═══ DATA SUPPLIED

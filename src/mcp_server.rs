//! MCP server exposing the assistant tool set using rmcp.
//!
//! This is how an LLM agent invokes the tools: every feature is registered
//! on the tool router with a schema-documented parameter struct. Tool
//! failures come back as spoken-style sentences in the result text rather
//! than protocol errors, so the agent can relay them verbatim.

use std::future::Future;
use std::net::SocketAddr;
use std::sync::Arc;
use std::time::Duration;

use rmcp::handler::server::tool::{Parameters, ToolRouter};
use rmcp::model::{CallToolResult, Content, ServerCapabilities, ServerInfo};
use rmcp::transport::sse_server::SseServerConfig;
use rmcp::transport::SseServer;
use rmcp::{tool, tool_handler, tool_router, ErrorData as McpError, ServerHandler};
use serde::Deserialize;
use tokio_util::sync::CancellationToken;
use tracing::{error, info, warn};

use crate::tools::fun::FunKind;
use crate::tools::{
    calendar, currency, email, files, fun, math, news, password, search, system, units, weather,
    wiki, Toolbox,
};

/// Render a tool result as MCP content, turning errors into sentences.
fn reply(tool: &str, result: anyhow::Result<String>) -> Result<CallToolResult, McpError> {
    let text = match result {
        Ok(text) => text,
        Err(e) => {
            error!("Tool '{tool}' failed: {e:#}");
            format!("Sorry, that didn't work: {e:#}")
        }
    };
    Ok(CallToolResult::success(vec![Content::text(text)]))
}

// --- Tool parameter structs ---

#[derive(Debug, Deserialize, rmcp::schemars::JsonSchema)]
pub struct WeatherRequest {
    #[schemars(description = "City name, e.g. 'London' or 'New York'")]
    pub city: String,
}

#[derive(Debug, Deserialize, rmcp::schemars::JsonSchema)]
pub struct SearchRequest {
    #[schemars(description = "The search query")]
    pub query: String,
}

#[derive(Debug, Deserialize, rmcp::schemars::JsonSchema)]
pub struct EmailRequest {
    #[schemars(description = "Recipient email address")]
    pub to_email: String,
    #[schemars(description = "Email subject line")]
    pub subject: String,
    #[schemars(description = "Plain-text message body")]
    pub message: String,
    #[schemars(description = "Optional CC address")]
    pub cc_email: Option<String>,
}

#[derive(Debug, Deserialize, rmcp::schemars::JsonSchema)]
pub struct AddTaskRequest {
    #[schemars(description = "The task to add to the to-do list")]
    pub task: String,
}

#[derive(Debug, Deserialize, rmcp::schemars::JsonSchema)]
pub struct FindFileRequest {
    #[schemars(description = "Exact file name to look for")]
    pub filename: String,
    #[schemars(description = "Folder to search — accepts spoken phrases like 'my downloads folder' (default: current directory)")]
    pub search_dir: Option<String>,
    #[schemars(description = "Maximum folder depth to search (default: 5)")]
    pub max_depth: Option<usize>,
    #[schemars(description = "Set true to actually read the file after it was found")]
    pub confirm: Option<bool>,
}

#[derive(Debug, Deserialize, rmcp::schemars::JsonSchema)]
pub struct WriteNoteRequest {
    #[schemars(description = "Text to append to the current note")]
    pub note: String,
}

#[derive(Debug, Deserialize, rmcp::schemars::JsonSchema)]
pub struct PasswordRequest {
    #[schemars(description = "Password length, minimum 6 (default: 12)")]
    pub length: Option<usize>,
}

#[derive(Debug, Deserialize, rmcp::schemars::JsonSchema)]
pub struct MathRequest {
    #[schemars(description = "Math expression to evaluate, e.g. '2 + 2 * 3' or 'sqrt(16)'")]
    pub expression: String,
}

#[derive(Debug, Deserialize, rmcp::schemars::JsonSchema)]
pub struct WikipediaRequest {
    #[schemars(description = "Topic to summarize")]
    pub topic: String,
    #[schemars(description = "Number of sentences to return (default: 2)")]
    pub sentences: Option<usize>,
}

#[derive(Debug, Deserialize, rmcp::schemars::JsonSchema)]
pub struct NewsRequest {
    #[schemars(description = "Two-letter country code (default from config, usually 'us')")]
    pub country: Option<String>,
    #[schemars(description = "Number of headlines (default: 5)")]
    pub count: Option<usize>,
}

#[derive(Debug, Deserialize, rmcp::schemars::JsonSchema)]
pub struct FunRequest {
    #[schemars(description = "'joke' or 'quote' (default: joke)")]
    pub kind: Option<String>,
}

#[derive(Debug, Deserialize, rmcp::schemars::JsonSchema)]
pub struct CurrencyRequest {
    #[schemars(description = "Amount to convert")]
    pub amount: f64,
    #[schemars(description = "Source currency code, e.g. 'USD'")]
    pub from_currency: String,
    #[schemars(description = "Target currency code, e.g. 'EUR'")]
    pub to_currency: String,
}

#[derive(Debug, Deserialize, rmcp::schemars::JsonSchema)]
pub struct UnitsRequest {
    #[schemars(description = "Value to convert")]
    pub value: f64,
    #[schemars(description = "Source unit, e.g. 'meters' or 'celsius'")]
    pub from_unit: String,
    #[schemars(description = "Target unit, e.g. 'feet' or 'fahrenheit'")]
    pub to_unit: String,
}

#[derive(Debug, Deserialize, rmcp::schemars::JsonSchema)]
pub struct TimerRequest {
    #[schemars(description = "Timer length in seconds")]
    pub seconds: u64,
    #[schemars(description = "Optional label announced when the timer fires")]
    pub label: Option<String>,
}

#[derive(Debug, Deserialize, rmcp::schemars::JsonSchema)]
pub struct CalendarEventsRequest {
    #[schemars(description = "Days ahead to look. Omit to have the assistant ask the user first")]
    pub days: Option<i64>,
}

#[derive(Debug, Deserialize, rmcp::schemars::JsonSchema)]
pub struct AddEventRequest {
    #[schemars(description = "Event title. Omit to have the assistant ask the user")]
    pub summary: Option<String>,
    #[schemars(description = "Start time in ISO 8601, e.g. '2025-07-22T15:00:00+05:30'")]
    pub start_time: Option<String>,
    #[schemars(description = "End time in ISO 8601")]
    pub end_time: Option<String>,
    #[schemars(description = "Optional event description")]
    pub description: Option<String>,
}

// --- MCP Server handler ---

#[derive(Clone)]
pub struct AssistantMcp {
    toolbox: Arc<Toolbox>,
    tool_router: ToolRouter<Self>,
}

#[tool_router]
impl AssistantMcp {
    pub fn new(toolbox: Arc<Toolbox>) -> Self {
        Self {
            toolbox,
            tool_router: Self::tool_router(),
        }
    }

    #[tool(description = "Get current weather for a city.")]
    async fn get_weather(
        &self,
        Parameters(req): Parameters<WeatherRequest>,
    ) -> Result<CallToolResult, McpError> {
        let result = weather::get_weather(
            &self.toolbox.client,
            &self.toolbox.config.weather,
            &req.city,
        )
        .await;
        reply("get_weather", result)
    }

    #[tool(description = "Search the web using DuckDuckGo.")]
    async fn search_web(
        &self,
        Parameters(req): Parameters<SearchRequest>,
    ) -> Result<CallToolResult, McpError> {
        let result =
            search::search_web(&self.toolbox.client, &self.toolbox.config.search, &req.query)
                .await;
        reply("search_web", result)
    }

    #[tool(description = "Send a plain-text email over SMTP. Credentials come from the GMAIL_USER / GMAIL_PASSWORD environment.")]
    async fn send_email(
        &self,
        Parameters(req): Parameters<EmailRequest>,
    ) -> Result<CallToolResult, McpError> {
        let result = email::send_email(
            &self.toolbox.config.email,
            &req.to_email,
            &req.subject,
            &req.message,
            req.cc_email.as_deref(),
        )
        .await;
        reply("send_email", result)
    }

    #[tool(description = "Add a task to the to-do list.")]
    async fn add_task(
        &self,
        Parameters(req): Parameters<AddTaskRequest>,
    ) -> Result<CallToolResult, McpError> {
        reply("add_task", Ok(self.toolbox.tasks.add(&req.task)))
    }

    #[tool(description = "List all to-do tasks.")]
    async fn list_tasks(&self) -> Result<CallToolResult, McpError> {
        reply("list_tasks", Ok(self.toolbox.tasks.list()))
    }

    #[tool(description = "Clear all to-do tasks.")]
    async fn clear_tasks(&self) -> Result<CallToolResult, McpError> {
        reply("clear_tasks", Ok(self.toolbox.tasks.clear()))
    }

    #[tool(description = "Find a file by name and return its contents. Accepts spoken folder phrases for search_dir. Asks for confirmation before reading; call again with confirm=true to read.")]
    async fn find_and_read_file(
        &self,
        Parameters(req): Parameters<FindFileRequest>,
    ) -> Result<CallToolResult, McpError> {
        let result = files::find_and_read_file(
            &req.filename,
            req.search_dir.as_deref().unwrap_or("."),
            req.max_depth.unwrap_or(files::DEFAULT_MAX_DEPTH),
            req.confirm.unwrap_or(false),
        );
        reply("find_and_read_file", result)
    }

    #[tool(description = "Append new info to the current note, or start a new note if none exist.")]
    async fn write_note(
        &self,
        Parameters(req): Parameters<WriteNoteRequest>,
    ) -> Result<CallToolResult, McpError> {
        reply("write_note", Ok(self.toolbox.notes.write(&req.note)))
    }

    #[tool(description = "Show all notes.")]
    async fn show_notes(&self) -> Result<CallToolResult, McpError> {
        reply("show_notes", Ok(self.toolbox.notes.show()))
    }

    #[tool(description = "Generate a secure password.")]
    async fn generate_password(
        &self,
        Parameters(req): Parameters<PasswordRequest>,
    ) -> Result<CallToolResult, McpError> {
        reply(
            "generate_password",
            password::generate_password(req.length.unwrap_or(12)),
        )
    }

    #[tool(description = "Get system information: CPU, RAM, and disk usage.")]
    async fn get_system_info(&self) -> Result<CallToolResult, McpError> {
        reply("get_system_info", system::get_system_info().await)
    }

    #[tool(description = "Evaluate a math expression.")]
    async fn solve_math(
        &self,
        Parameters(req): Parameters<MathRequest>,
    ) -> Result<CallToolResult, McpError> {
        reply("solve_math", math::solve_math(&req.expression))
    }

    #[tool(description = "Get a short summary of a Wikipedia topic.")]
    async fn wikipedia_summary(
        &self,
        Parameters(req): Parameters<WikipediaRequest>,
    ) -> Result<CallToolResult, McpError> {
        let result = wiki::wikipedia_summary(
            &self.toolbox.client,
            &self.toolbox.config.wikipedia,
            &req.topic,
            req.sentences.unwrap_or(2),
        )
        .await;
        reply("wikipedia_summary", result)
    }

    #[tool(description = "Get latest news headlines (top stories).")]
    async fn get_news_headlines(
        &self,
        Parameters(req): Parameters<NewsRequest>,
    ) -> Result<CallToolResult, McpError> {
        let result = news::get_news_headlines(
            &self.toolbox.client,
            &self.toolbox.config.news,
            req.country.as_deref(),
            req.count,
        )
        .await;
        reply("get_news_headlines", result)
    }

    #[tool(description = "Get a random joke or inspirational quote.")]
    async fn get_joke_or_quote(
        &self,
        Parameters(req): Parameters<FunRequest>,
    ) -> Result<CallToolResult, McpError> {
        let kind = FunKind::from_str(req.kind.as_deref().unwrap_or("joke"));
        reply(
            "get_joke_or_quote",
            fun::get_joke_or_quote(&self.toolbox.client, kind).await,
        )
    }

    #[tool(description = "Convert an amount between currencies.")]
    async fn convert_currency(
        &self,
        Parameters(req): Parameters<CurrencyRequest>,
    ) -> Result<CallToolResult, McpError> {
        let result = currency::convert_currency(
            &self.toolbox.client,
            &self.toolbox.config.currency,
            req.amount,
            &req.from_currency,
            &req.to_currency,
        )
        .await;
        reply("convert_currency", result)
    }

    #[tool(description = "Convert between units (e.g. meters to feet, celsius to fahrenheit).")]
    async fn convert_units(
        &self,
        Parameters(req): Parameters<UnitsRequest>,
    ) -> Result<CallToolResult, McpError> {
        reply(
            "convert_units",
            units::convert_units(req.value, &req.from_unit, &req.to_unit),
        )
    }

    #[tool(description = "Set a timer. A desktop notification fires when time is up.")]
    async fn set_timer(
        &self,
        Parameters(req): Parameters<TimerRequest>,
    ) -> Result<CallToolResult, McpError> {
        reply(
            "set_timer",
            self.toolbox.timers.set(req.seconds, req.label.as_deref()),
        )
    }

    #[tool(description = "List active timers with remaining time.")]
    async fn list_timers(&self) -> Result<CallToolResult, McpError> {
        reply("list_timers", Ok(self.toolbox.timers.list()))
    }

    #[tool(description = "Cancel all active timers.")]
    async fn cancel_timers(&self) -> Result<CallToolResult, McpError> {
        reply("cancel_timers", Ok(self.toolbox.timers.cancel_all()))
    }

    #[tool(description = "List upcoming Google Calendar events. Omit 'days' to have the assistant ask the user how far ahead to look.")]
    async fn get_calendar_events(
        &self,
        Parameters(req): Parameters<CalendarEventsRequest>,
    ) -> Result<CallToolResult, McpError> {
        let result = calendar::get_calendar_events(
            &self.toolbox.client,
            &self.toolbox.config.calendar,
            req.days,
        )
        .await;
        reply("get_calendar_events", result)
    }

    #[tool(description = "Add an event to Google Calendar. Missing required fields come back as questions for the user.")]
    async fn add_calendar_event(
        &self,
        Parameters(req): Parameters<AddEventRequest>,
    ) -> Result<CallToolResult, McpError> {
        let result = calendar::add_calendar_event(
            &self.toolbox.client,
            &self.toolbox.config.calendar,
            req.summary.as_deref(),
            req.start_time.as_deref(),
            req.end_time.as_deref(),
            req.description.as_deref().unwrap_or(""),
        )
        .await;
        reply("add_calendar_event", result)
    }
}

#[tool_handler]
impl ServerHandler for AssistantMcp {
    fn get_info(&self) -> ServerInfo {
        ServerInfo {
            instructions: Some(
                "Personal assistant tool set: weather, web search, email, to-dos, notes, \
                 files, passwords, system info, math, Wikipedia, news, jokes, currency and \
                 unit conversion, timers, and Google Calendar."
                    .into(),
            ),
            capabilities: ServerCapabilities::builder().enable_tools().build(),
            ..Default::default()
        }
    }
}

/// Start the MCP SSE server on the given port (runs in background).
pub async fn start_mcp_server(toolbox: Arc<Toolbox>, port: u16) {
    let addr: SocketAddr = ([127, 0, 0, 1], port).into();

    let config = SseServerConfig {
        bind: addr,
        sse_path: "/sse".to_string(),
        post_path: "/message".to_string(),
        ct: CancellationToken::new(),
        sse_keep_alive: Some(Duration::from_secs(15)),
    };

    match SseServer::serve_with_config(config).await {
        Ok(sse_server) => {
            info!("MCP SSE server listening on http://{addr}/sse");
            sse_server.with_service(move || AssistantMcp::new(toolbox.clone()));
        }
        Err(e) => {
            warn!("Failed to start MCP server on {addr}: {e}");
        }
    }
}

══════

TASK PROMPT = Search the records above for the string "ServerHandler" and copy each line that holds it.

WRITTEN RESPONSE =
use rmcp::{tool, tool_handler, tool_router, ErrorData as McpError, ServerHandler};
impl ServerHandler for AssistantMcp {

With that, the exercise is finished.